(Stored data entries)
Start of Block

//! One JSON object per line.
//!
//! ```text
//! {"time":"2025-01-02T03:04:05.678Z","level":"INFO","msg":"done","req":{"id":7}}
//! ```

use std::sync::Arc;

use crate::attr::Attr;
use crate::context::Context;
use crate::error::HandleError;
use crate::handler::common::CommonHandler;
use crate::handler::{Handler, HandlerOptions};
use crate::level::Level;
use crate::output::Output;
use crate::record::Record;

#[derive(Debug, Clone)]
pub struct JsonHandler {
    inner: CommonHandler,
}

impl JsonHandler {
    pub fn new(out: Output, opts: HandlerOptions) -> Self {
        Self {
            inner: CommonHandler::new(out, opts, true),
        }
    }
}

impl Handler for JsonHandler {
    fn enabled(&self, _ctx: &Context, level: Level) -> bool {
        level >= self.inner.opts.level
    }

    fn handle(&self, _ctx: &Context, record: &Record) -> Result<(), HandleError> {
        self.inner.handle(record)
    }

    fn with_attrs(self: Arc<Self>, attrs: Vec<Attr>) -> Arc<dyn Handler> {
        Arc::new(Self {
            inner: self.inner.with_attrs(&attrs),
        })
    }

    fn with_group(self: Arc<Self>, name: &str) -> Arc<dyn Handler> {
        if name.is_empty() {
            return self;
        }
        Arc::new(Self {
            inner: self.inner.with_group(name),
        })
    }
}

#[cfg(test)]
mod tests {
    use super::*;
    use crate::handler::{SOURCE_KEY, TIME_KEY};
    use crate::output::SharedBuffer;
    use crate::record::Source;
    use serde_json::{json, Value as Json};
    use std::time::Duration;

    fn handler(opts: HandlerOptions) -> (Arc<dyn Handler>, SharedBuffer) {
        let (out, buf) = Output::buffer();
        (Arc::new(JsonHandler::new(out, opts)), buf)
    }

    fn emit(h: &Arc<dyn Handler>, record: Record) {
        h.handle(&Context::background(), &record).unwrap();
    }

    fn parse_lines(buf: &SharedBuffer) -> Vec<Json> {
        buf.contents()
            .lines()
            .map(|l| serde_json::from_str(l).unwrap())
            .collect()
    }

    #[test]
    fn test_builtins_and_value_encoding() {
        let (h, buf) = handler(HandlerOptions {
            add_source: true,
            ..HandlerOptions::default()
        });
        emit(
            &h,
            Record::new(Level::WARN, "slow")
                .with_attrs([
                    Attr::duration("elapsed", Duration::from_millis(1500)),
                    Attr::float("ratio", 0.5),
                    Attr::any("tags", vec!["a", "b"]),
                    Attr::string("quote", "say \"hi\""),
                ])
                .with_source(Source::new("src/lib.rs", 9)),
        );

        let v = &parse_lines(&buf)[0];
        assert!(v["time"].as_str().unwrap().ends_with('Z'));
        assert_eq!(v["level"], "WARN");
        assert_eq!(v["msg"], "slow");
        assert_eq!(v["source"], json!({"file": "src/lib.rs", "line": 9}));
        assert_eq!(v["elapsed"], 1_500_000_000u64);
        assert_eq!(v["ratio"], 0.5);
        assert_eq!(v["tags"], json!(["a", "b"]));
        assert_eq!(v["quote"], "say \"hi\"");
    }

    #[test]
    fn test_insertion_order() {
        let (h, buf) = handler(HandlerOptions::default());
        let h = h.with_attrs(vec![Attr::int("z", 1)]);
        emit(
            &h,
            Record::new(Level::INFO, "m").with_attrs([Attr::int("b", 2), Attr::int("a", 3)]),
        );

        let line = buf.contents();
        let keys = ["\"time\"", "\"level\"", "\"msg\"", "\"z\"", "\"b\"", "\"a\""];
        let positions: Vec<usize> = keys.iter().map(|k| line.find(k).unwrap()).collect();
        assert!(positions.windows(2).all(|w| w[0] < w[1]));
    }

    #[test]
    fn test_nested_groups() {
        let (h, buf) = handler(HandlerOptions::default());
        let h = h
            .with_group("req")
            .with_attrs(vec![Attr::int("id", 7)])
            .with_group("resp");

        emit(
            &h,
            Record::new(Level::INFO, "done").with_attrs([Attr::int("status", 200)]),
        );
        emit(&h, Record::new(Level::INFO, "bare"));

        let lines = parse_lines(&buf);
        assert_eq!(lines[0]["req"], json!({"id": 7, "resp": {"status": 200}}));
        assert_eq!(lines[1]["req"], json!({"id": 7}));
    }

    #[test]
    fn test_group_without_attrs_is_omitted() {
        let (h, buf) = handler(HandlerOptions::default());
        let h = h.with_group("empty");
        emit(&h, Record::new(Level::INFO, "m"));
        emit(
            &h,
            Record::new(Level::INFO, "m").with_attrs([Attr::group("g", vec![])]),
        );

        for v in parse_lines(&buf) {
            assert!(v.get("empty").is_none());
            assert!(v.get("g").is_none());
        }
    }

    #[test]
    fn test_inline_group_with_empty_key() {
        let (h, buf) = handler(HandlerOptions::default());
        emit(
            &h,
            Record::new(Level::INFO, "m")
                .with_attrs([Attr::group("", vec![Attr::int("a", 1), Attr::int("b", 2)])]),
        );

        let v = &parse_lines(&buf)[0];
        assert_eq!(v["a"], 1);
        assert_eq!(v["b"], 2);
    }

    #[test]
    fn test_replace_attr_can_remove_everything_in_group() {
        let (h, buf) = handler(HandlerOptions {
            replace_attr: Some(Arc::new(|groups: &[String], a: Attr| {
                if groups.first().map(String::as_str) == Some("secret") {
                    None
                } else {
                    Some(a)
                }
            })),
            ..HandlerOptions::default()
        });
        let h = h.with_group("secret");
        emit(
            &h,
            Record::new(Level::INFO, "m").with_attrs([Attr::string("token", "abc")]),
        );

        let v = &parse_lines(&buf)[0];
        assert_eq!(v["msg"], "m");
        assert!(v.get("secret").is_none());
    }

    #[test]
    fn test_replace_attr_drops_source_and_time() {
        let (h, buf) = handler(HandlerOptions {
            add_source: true,
            replace_attr: Some(Arc::new(|groups: &[String], a: Attr| {
                let builtin = groups.is_empty() && (a.key == SOURCE_KEY || a.key == TIME_KEY);
                (!builtin).then_some(a)
            })),
            ..HandlerOptions::default()
        });
        emit(
            &h,
            Record::new(Level::INFO, "m").with_source(Source::new("a.rs", 1)),
        );

        assert_eq!(buf.contents(), "{\"level\":\"INFO\",\"msg\":\"m\"}\n");
    }

    #[test]
    fn test_replace_attr_sees_whole_source() {
        let (h, buf) = handler(HandlerOptions {
            add_source: true,
            replace_attr: Some(Arc::new(|_: &[String], a: Attr| {
                if a.key == SOURCE_KEY {
                    Some(Attr::string(SOURCE_KEY, "hidden"))
                } else {
                    Some(a)
                }
            })),
            ..HandlerOptions::default()
        });
        emit(
            &h,
            Record::new(Level::INFO, "m").with_source(Source::new("a.rs", 1)),
        );

        assert_eq!(parse_lines(&buf)[0]["source"], "hidden");
    }

    #[test]
    fn test_fatal_source_stays_outside_groups() {
        let (h, buf) = handler(HandlerOptions::default());
        let h = h.with_group("req").with_attrs(vec![Attr::int("id", 7)]);
        emit(
            &h,
            Record::new(Level::ERROR, "boom")
                .with_attrs([Attr::int("code", 3)])
                .with_fatal_source(Source::new("src/main.rs", 9)),
        );

        let v = &parse_lines(&buf)[0];
        assert_eq!(v["fatal_source"], "src/main.rs:9");
        assert_eq!(v["req"], json!({"id": 7, "code": 3}));
    }

    #[test]
    fn test_concurrent_records_stay_whole() {
        let (h, buf) = handler(HandlerOptions::default());
        std::thread::scope(|s| {
            for t in 0..8 {
                let h = h.clone();
                s.spawn(move || {
                    for i in 0..50 {
                        emit(
                            &h,
                            Record::new(Level::INFO, "tick")
                                .with_attrs([Attr::int("t", t), Attr::int("i", i)]),
                        );
                    }
                });
            }
        });

        let lines = parse_lines(&buf);
        assert_eq!(lines.len(), 400);
        assert!(lines.iter().all(|v| v["msg"] == "tick"));
    }
}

End of Block

# To do
Go through the records and report each line that contains "unwrap".

# Written solution
        h.handle(&Context::background(), &record).unwrap();
            .map(|l| serde_json::from_str(l).unwrap())
        assert!(v["time"].as_str().unwrap().ends_with('Z'));
        let positions: Vec<usize> = keys.iter().map(|k| line.find(k).unwrap()).collect();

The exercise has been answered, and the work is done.